DATA LISTING:
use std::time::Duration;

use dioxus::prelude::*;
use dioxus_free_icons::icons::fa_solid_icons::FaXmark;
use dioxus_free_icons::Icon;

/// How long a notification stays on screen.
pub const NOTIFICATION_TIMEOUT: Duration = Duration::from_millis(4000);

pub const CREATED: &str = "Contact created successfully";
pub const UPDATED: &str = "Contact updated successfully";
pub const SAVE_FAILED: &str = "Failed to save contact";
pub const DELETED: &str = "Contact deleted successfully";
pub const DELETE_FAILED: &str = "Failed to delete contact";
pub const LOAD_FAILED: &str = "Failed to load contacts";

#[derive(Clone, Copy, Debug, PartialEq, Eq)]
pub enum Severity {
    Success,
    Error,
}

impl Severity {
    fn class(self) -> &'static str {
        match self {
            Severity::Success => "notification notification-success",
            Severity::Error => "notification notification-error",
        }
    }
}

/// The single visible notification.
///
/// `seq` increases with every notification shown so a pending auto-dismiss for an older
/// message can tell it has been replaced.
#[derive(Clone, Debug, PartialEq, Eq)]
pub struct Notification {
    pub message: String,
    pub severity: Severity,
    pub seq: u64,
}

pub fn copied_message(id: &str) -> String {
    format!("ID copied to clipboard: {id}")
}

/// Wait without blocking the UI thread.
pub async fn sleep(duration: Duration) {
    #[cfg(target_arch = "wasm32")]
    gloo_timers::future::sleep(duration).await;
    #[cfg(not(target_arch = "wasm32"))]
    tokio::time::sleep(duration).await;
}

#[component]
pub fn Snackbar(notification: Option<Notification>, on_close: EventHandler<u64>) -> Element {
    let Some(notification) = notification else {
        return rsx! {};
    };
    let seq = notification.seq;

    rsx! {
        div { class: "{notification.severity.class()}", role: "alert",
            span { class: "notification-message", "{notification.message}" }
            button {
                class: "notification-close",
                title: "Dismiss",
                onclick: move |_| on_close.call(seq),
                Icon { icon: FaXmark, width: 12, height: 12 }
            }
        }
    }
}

--

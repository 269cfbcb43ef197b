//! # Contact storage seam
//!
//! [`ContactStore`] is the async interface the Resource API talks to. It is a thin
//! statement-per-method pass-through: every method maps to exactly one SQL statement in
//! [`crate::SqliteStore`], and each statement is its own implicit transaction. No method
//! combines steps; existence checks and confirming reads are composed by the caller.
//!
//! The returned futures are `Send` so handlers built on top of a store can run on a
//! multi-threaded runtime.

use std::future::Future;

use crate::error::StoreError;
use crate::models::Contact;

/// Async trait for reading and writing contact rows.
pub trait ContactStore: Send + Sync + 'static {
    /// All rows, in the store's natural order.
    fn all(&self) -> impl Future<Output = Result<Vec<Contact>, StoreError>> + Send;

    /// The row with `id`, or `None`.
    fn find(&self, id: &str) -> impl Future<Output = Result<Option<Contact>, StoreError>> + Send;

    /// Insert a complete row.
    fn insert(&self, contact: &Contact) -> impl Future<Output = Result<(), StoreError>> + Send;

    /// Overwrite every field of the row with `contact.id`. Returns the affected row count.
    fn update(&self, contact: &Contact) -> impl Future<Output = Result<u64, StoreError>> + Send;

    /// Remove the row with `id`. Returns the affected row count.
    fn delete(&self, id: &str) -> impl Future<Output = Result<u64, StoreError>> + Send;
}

* * *

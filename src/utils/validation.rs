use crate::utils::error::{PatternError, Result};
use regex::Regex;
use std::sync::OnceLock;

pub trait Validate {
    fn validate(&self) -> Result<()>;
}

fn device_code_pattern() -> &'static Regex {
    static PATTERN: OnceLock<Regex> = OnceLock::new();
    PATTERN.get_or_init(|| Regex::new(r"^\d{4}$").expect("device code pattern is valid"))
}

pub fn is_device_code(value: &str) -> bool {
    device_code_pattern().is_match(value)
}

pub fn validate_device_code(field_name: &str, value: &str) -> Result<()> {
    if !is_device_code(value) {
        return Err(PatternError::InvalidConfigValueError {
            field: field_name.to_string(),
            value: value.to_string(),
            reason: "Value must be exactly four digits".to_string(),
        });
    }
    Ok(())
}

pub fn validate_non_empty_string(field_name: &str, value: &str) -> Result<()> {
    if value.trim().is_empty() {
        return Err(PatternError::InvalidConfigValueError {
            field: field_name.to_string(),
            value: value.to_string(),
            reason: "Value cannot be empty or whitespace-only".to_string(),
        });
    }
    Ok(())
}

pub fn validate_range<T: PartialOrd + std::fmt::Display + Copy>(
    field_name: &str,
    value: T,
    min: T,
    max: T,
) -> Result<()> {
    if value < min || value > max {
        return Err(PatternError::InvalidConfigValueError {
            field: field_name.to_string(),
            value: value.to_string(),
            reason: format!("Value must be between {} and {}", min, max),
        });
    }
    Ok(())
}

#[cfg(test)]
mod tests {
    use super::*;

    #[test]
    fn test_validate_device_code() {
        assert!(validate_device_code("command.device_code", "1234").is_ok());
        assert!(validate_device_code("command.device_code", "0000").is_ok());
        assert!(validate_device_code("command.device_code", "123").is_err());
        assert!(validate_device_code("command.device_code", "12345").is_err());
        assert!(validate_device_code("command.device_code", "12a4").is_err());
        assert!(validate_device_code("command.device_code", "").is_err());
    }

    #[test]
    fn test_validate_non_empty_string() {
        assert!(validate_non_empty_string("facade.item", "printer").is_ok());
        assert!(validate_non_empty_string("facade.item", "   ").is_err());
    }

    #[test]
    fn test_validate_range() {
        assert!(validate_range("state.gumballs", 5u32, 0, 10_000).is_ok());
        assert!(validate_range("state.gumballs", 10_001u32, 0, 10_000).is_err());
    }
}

DIRECTIONS: Only the lines above from the one with "fn all(&self) ->" through the one with "Overwrite every field" should be duplicated, character for character.

RESPONSE:
    fn all(&self) -> impl Future<Output = Result<Vec<Contact>, StoreError>> + Send;

    /// The row with `id`, or `None`.
    fn find(&self, id: &str) -> impl Future<Output = Result<Option<Contact>, StoreError>> + Send;

    /// Insert a complete row.
    fn insert(&self, contact: &Contact) -> impl Future<Output = Result<(), StoreError>> + Send;

    /// Overwrite every field of the row with `contact.id`. Returns the affected row count.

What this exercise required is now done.